## WHAT YOU NEED TO DO
Although the data below holds other lines too, output only those from the line with "game.queue_command(SessionCommand::HeroDied);" up to and including the line with "fn tick_at(at: Duration)", exactly as they appear.

## Stored data entries
---+---
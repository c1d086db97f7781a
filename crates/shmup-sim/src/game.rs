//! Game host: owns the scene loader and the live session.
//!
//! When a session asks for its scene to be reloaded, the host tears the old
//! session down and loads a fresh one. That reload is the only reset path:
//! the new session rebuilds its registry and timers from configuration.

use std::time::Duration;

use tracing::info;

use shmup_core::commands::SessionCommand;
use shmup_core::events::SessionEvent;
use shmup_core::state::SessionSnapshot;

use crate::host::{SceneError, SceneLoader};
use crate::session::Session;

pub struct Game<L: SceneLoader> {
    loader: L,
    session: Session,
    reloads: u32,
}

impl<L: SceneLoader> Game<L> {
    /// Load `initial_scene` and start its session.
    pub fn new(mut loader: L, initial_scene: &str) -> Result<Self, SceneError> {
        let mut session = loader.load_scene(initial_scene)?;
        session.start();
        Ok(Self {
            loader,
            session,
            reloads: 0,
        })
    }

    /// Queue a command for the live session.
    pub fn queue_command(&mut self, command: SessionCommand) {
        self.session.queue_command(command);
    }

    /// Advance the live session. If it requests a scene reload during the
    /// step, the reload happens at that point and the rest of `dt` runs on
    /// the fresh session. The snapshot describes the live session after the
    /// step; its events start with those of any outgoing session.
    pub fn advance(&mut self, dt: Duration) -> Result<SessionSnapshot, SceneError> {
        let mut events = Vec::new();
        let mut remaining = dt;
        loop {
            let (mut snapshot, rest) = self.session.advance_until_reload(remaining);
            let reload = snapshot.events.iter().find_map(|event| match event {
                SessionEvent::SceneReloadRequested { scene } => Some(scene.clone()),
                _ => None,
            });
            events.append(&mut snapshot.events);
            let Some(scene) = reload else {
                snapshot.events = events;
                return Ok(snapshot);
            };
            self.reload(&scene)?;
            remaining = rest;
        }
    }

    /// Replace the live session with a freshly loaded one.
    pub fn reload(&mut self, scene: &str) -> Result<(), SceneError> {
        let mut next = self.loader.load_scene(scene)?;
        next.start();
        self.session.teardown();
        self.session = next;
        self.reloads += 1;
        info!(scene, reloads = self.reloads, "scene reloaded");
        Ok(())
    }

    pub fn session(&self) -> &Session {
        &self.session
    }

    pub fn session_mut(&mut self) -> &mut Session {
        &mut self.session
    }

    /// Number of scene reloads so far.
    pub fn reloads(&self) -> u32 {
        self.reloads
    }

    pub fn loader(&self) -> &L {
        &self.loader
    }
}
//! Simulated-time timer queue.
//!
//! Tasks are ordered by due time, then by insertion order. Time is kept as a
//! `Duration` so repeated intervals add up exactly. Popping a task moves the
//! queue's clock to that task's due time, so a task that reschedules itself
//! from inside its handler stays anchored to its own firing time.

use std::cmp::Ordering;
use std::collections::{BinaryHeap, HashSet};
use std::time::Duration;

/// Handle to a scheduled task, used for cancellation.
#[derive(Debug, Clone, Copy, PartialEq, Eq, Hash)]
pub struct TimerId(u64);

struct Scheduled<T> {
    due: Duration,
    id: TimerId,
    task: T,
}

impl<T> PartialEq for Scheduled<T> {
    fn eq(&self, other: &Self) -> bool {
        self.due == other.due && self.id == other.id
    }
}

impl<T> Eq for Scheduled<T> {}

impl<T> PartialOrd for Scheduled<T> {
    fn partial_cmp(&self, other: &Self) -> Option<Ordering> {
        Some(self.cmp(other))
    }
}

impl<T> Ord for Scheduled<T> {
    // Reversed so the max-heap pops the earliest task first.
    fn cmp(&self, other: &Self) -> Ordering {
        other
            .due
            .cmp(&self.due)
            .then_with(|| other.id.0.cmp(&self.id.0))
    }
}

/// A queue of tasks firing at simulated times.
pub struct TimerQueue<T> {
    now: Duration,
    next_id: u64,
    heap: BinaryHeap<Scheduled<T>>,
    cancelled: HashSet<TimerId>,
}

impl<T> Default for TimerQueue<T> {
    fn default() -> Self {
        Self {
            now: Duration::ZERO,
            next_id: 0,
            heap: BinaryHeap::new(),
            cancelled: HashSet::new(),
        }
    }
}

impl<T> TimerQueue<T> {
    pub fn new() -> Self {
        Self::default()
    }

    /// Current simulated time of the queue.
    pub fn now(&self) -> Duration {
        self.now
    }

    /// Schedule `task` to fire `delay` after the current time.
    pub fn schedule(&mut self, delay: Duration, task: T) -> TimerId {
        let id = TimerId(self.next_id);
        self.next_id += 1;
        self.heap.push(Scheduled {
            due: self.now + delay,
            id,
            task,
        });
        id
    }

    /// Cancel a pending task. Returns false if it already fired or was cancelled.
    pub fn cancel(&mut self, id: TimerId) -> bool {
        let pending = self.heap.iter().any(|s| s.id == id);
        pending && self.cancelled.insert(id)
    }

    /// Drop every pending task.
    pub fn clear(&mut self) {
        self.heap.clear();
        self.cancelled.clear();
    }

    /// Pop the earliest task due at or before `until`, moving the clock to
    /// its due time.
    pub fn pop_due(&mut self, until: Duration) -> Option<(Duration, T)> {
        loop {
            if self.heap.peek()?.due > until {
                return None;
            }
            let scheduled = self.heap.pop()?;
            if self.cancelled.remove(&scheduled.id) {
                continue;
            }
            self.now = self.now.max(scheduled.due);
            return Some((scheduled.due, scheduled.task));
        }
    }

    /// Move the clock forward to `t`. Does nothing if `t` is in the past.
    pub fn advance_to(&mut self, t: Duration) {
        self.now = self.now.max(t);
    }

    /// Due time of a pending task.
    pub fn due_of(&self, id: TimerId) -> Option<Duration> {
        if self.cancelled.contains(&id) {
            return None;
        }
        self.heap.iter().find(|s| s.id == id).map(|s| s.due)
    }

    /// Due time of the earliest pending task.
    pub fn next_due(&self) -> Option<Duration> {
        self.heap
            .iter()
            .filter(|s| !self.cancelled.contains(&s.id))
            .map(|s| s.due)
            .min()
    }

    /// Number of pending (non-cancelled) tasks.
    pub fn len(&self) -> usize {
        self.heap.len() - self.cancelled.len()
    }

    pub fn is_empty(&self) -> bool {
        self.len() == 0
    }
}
---+---
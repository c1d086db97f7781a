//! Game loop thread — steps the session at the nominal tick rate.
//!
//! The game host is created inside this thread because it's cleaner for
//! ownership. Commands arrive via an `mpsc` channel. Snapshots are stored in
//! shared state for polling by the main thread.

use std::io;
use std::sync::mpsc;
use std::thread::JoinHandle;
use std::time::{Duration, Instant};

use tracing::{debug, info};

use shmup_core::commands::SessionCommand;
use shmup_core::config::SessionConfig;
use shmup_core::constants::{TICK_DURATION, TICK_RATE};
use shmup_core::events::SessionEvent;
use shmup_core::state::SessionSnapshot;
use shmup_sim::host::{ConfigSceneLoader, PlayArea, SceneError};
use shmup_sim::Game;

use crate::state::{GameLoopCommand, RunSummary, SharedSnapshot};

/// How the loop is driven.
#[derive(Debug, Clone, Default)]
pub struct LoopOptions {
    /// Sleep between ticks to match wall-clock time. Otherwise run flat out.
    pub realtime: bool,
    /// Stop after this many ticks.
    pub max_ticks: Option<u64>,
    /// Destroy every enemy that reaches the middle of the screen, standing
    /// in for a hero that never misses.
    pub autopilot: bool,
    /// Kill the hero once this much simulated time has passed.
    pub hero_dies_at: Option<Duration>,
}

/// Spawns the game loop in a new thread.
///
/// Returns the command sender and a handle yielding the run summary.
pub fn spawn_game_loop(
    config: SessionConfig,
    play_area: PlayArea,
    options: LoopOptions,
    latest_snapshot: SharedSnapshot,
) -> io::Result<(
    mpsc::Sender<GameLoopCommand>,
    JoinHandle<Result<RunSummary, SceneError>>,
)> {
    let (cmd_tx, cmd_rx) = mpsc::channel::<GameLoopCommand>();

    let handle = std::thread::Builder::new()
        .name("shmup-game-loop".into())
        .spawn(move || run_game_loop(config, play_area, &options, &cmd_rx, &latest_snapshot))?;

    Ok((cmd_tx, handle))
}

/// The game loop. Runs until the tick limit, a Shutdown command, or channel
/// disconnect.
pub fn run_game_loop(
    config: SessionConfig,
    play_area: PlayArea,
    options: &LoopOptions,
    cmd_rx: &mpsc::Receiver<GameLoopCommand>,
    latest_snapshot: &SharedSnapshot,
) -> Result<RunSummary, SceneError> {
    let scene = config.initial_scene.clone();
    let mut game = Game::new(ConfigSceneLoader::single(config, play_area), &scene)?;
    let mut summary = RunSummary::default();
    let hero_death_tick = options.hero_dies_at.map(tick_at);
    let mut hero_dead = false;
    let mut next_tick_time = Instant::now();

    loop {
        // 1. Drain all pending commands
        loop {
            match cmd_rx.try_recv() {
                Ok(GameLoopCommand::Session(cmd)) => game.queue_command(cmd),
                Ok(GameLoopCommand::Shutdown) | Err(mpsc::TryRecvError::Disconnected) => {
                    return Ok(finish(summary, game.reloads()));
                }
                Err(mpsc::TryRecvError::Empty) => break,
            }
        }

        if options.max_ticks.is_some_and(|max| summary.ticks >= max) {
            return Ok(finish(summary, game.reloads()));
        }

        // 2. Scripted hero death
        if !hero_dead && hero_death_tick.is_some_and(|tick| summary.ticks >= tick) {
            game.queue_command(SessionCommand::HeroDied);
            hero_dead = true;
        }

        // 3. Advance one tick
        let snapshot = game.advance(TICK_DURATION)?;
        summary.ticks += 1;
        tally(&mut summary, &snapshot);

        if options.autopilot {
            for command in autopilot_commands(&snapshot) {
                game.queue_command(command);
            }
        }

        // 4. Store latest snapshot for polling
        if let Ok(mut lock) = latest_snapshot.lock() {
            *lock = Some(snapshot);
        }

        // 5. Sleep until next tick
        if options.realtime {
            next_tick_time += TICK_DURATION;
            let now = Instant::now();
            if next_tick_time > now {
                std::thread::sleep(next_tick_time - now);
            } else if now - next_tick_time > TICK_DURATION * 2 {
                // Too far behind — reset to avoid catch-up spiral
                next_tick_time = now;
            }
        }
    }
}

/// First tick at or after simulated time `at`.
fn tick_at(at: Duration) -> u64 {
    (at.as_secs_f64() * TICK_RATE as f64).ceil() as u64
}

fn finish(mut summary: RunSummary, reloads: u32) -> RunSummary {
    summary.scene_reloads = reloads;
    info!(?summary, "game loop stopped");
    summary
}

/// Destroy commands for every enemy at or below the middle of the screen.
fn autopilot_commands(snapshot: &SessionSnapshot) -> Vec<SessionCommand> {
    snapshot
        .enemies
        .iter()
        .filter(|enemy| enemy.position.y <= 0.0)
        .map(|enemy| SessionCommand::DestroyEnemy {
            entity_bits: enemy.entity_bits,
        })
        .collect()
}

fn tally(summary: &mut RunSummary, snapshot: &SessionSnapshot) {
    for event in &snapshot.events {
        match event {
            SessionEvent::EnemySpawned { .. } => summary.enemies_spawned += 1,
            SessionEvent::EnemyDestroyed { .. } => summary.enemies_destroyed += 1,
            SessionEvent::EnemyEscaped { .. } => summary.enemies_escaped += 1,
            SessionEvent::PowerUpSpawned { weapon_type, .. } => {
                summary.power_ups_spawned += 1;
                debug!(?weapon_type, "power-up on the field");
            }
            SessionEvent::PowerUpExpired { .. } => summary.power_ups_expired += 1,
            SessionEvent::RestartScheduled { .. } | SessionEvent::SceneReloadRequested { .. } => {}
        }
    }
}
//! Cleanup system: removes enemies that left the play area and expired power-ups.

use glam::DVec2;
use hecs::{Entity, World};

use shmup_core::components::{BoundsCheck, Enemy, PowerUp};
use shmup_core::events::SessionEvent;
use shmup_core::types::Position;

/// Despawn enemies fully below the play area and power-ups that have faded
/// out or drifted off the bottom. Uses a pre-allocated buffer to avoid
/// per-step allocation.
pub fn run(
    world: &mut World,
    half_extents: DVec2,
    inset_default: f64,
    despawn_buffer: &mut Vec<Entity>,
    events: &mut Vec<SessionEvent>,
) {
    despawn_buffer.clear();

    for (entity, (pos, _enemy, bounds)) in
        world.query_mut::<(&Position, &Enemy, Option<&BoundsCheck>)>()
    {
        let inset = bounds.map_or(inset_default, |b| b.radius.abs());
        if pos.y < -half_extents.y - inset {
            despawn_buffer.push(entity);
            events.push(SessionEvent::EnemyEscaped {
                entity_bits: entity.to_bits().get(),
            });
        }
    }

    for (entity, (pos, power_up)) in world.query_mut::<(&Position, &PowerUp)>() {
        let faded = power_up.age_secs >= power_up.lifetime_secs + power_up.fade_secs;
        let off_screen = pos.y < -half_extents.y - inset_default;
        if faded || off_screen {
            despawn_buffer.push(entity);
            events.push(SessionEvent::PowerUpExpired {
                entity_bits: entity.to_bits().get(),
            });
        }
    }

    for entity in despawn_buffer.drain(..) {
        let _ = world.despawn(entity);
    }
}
---+---
## RESPONSE AREA
            game.queue_command(SessionCommand::HeroDied);
            hero_dead = true;
        }

        // 3. Advance one tick
        let snapshot = game.advance(TICK_DURATION)?;
        summary.ticks += 1;
        tally(&mut summary, &snapshot);

        if options.autopilot {
            for command in autopilot_commands(&snapshot) {
                game.queue_command(command);
            }
        }

        // 4. Store latest snapshot for polling
        if let Ok(mut lock) = latest_snapshot.lock() {
            *lock = Some(snapshot);
        }

        // 5. Sleep until next tick
        if options.realtime {
            next_tick_time += TICK_DURATION;
            let now = Instant::now();
            if next_tick_time > now {
                std::thread::sleep(next_tick_time - now);
            } else if now - next_tick_time > TICK_DURATION * 2 {
                // Too far behind — reset to avoid catch-up spiral
                next_tick_time = now;
            }
        }
    }
}

/// First tick at or after simulated time `at`.
fn tick_at(at: Duration) -> u64 {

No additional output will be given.